What to produce - Find the lines below that contain the string "impl". Copy each one.

Dataset extract -
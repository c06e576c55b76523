//! External tool configuration.

use std::ffi::OsString;
use std::path::PathBuf;

/// How to invoke one external tool: a program plus arguments placed before the
/// job's own arguments (e.g. `python -m yt_dlp`).
#[derive(Debug, Clone, PartialEq, Eq)]
pub struct ToolCommand {
    /// Program name or path.
    pub program: PathBuf,
    /// Arguments inserted before the generated ones.
    pub leading_args: Vec<OsString>,
}

impl ToolCommand {
    /// Creates a tool command with no leading arguments.
    #[must_use]
    pub fn new(program: impl Into<PathBuf>) -> Self {
        Self {
            program: program.into(),
            leading_args: Vec::new(),
        }
    }

    /// Adds leading arguments.
    #[must_use]
    pub fn with_leading_args<I, S>(mut self, args: I) -> Self
    where
        I: IntoIterator<Item = S>,
        S: Into<OsString>,
    {
        self.leading_args.extend(args.into_iter().map(Into::into));
        self
    }

    /// Short name used in logs and error messages.
    #[must_use]
    pub fn display_name(&self) -> String {
        self.program
            .file_name()
            .map_or_else(
                || self.program.to_string_lossy().into_owned(),
                |name| name.to_string_lossy().into_owned(),
            )
    }

    /// Resolves a bare program name against `PATH`.
    ///
    /// Programs given as paths, and names that cannot be found, are left
    /// untouched so that spawning reports the failure.
    #[must_use]
    pub fn resolved(mut self) -> Self {
        if self.program.components().count() == 1 {
            match which::which(&self.program) {
                Ok(path) => self.program = path,
                Err(e) => log::warn!("{} not found on PATH: {e}", self.program.display()),
            }
        }
        self
    }
}

/// Configuration for the external tools and the buffers between them and the
/// event consumer.
#[derive(Debug, Clone)]
pub struct ToolConfig {
    /// Media downloader.
    pub downloader: ToolCommand,
    /// Transcoder used for trimming.
    pub transcoder: ToolCommand,
    /// Output lines buffered between a child's drain tasks and its reader.
    pub line_buffer: usize,
    /// Events buffered between a job and its consumer.
    pub event_buffer: usize,
}

impl Default for ToolConfig {
    fn default() -> Self {
        Self {
            downloader: ToolCommand::new(Self::DEFAULT_DOWNLOADER),
            transcoder: ToolCommand::new(Self::DEFAULT_TRANSCODER),
            line_buffer: 256,
            event_buffer: 64,
        }
    }
}

impl ToolConfig {
    /// Default downloader program.
    pub const DEFAULT_DOWNLOADER: &'static str = "yt-dlp";

    /// Default transcoder program.
    pub const DEFAULT_TRANSCODER: &'static str = "ffmpeg";

    /// Resolves both programs against `PATH`.
    #[must_use]
    pub fn resolved(self) -> Self {
        Self {
            downloader: self.downloader.resolved(),
            transcoder: self.transcoder.resolved(),
            ..self
        }
    }
}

Result of this task -
impl ToolCommand {
    pub fn new(program: impl Into<PathBuf>) -> Self {
impl Default for ToolConfig {
impl ToolConfig {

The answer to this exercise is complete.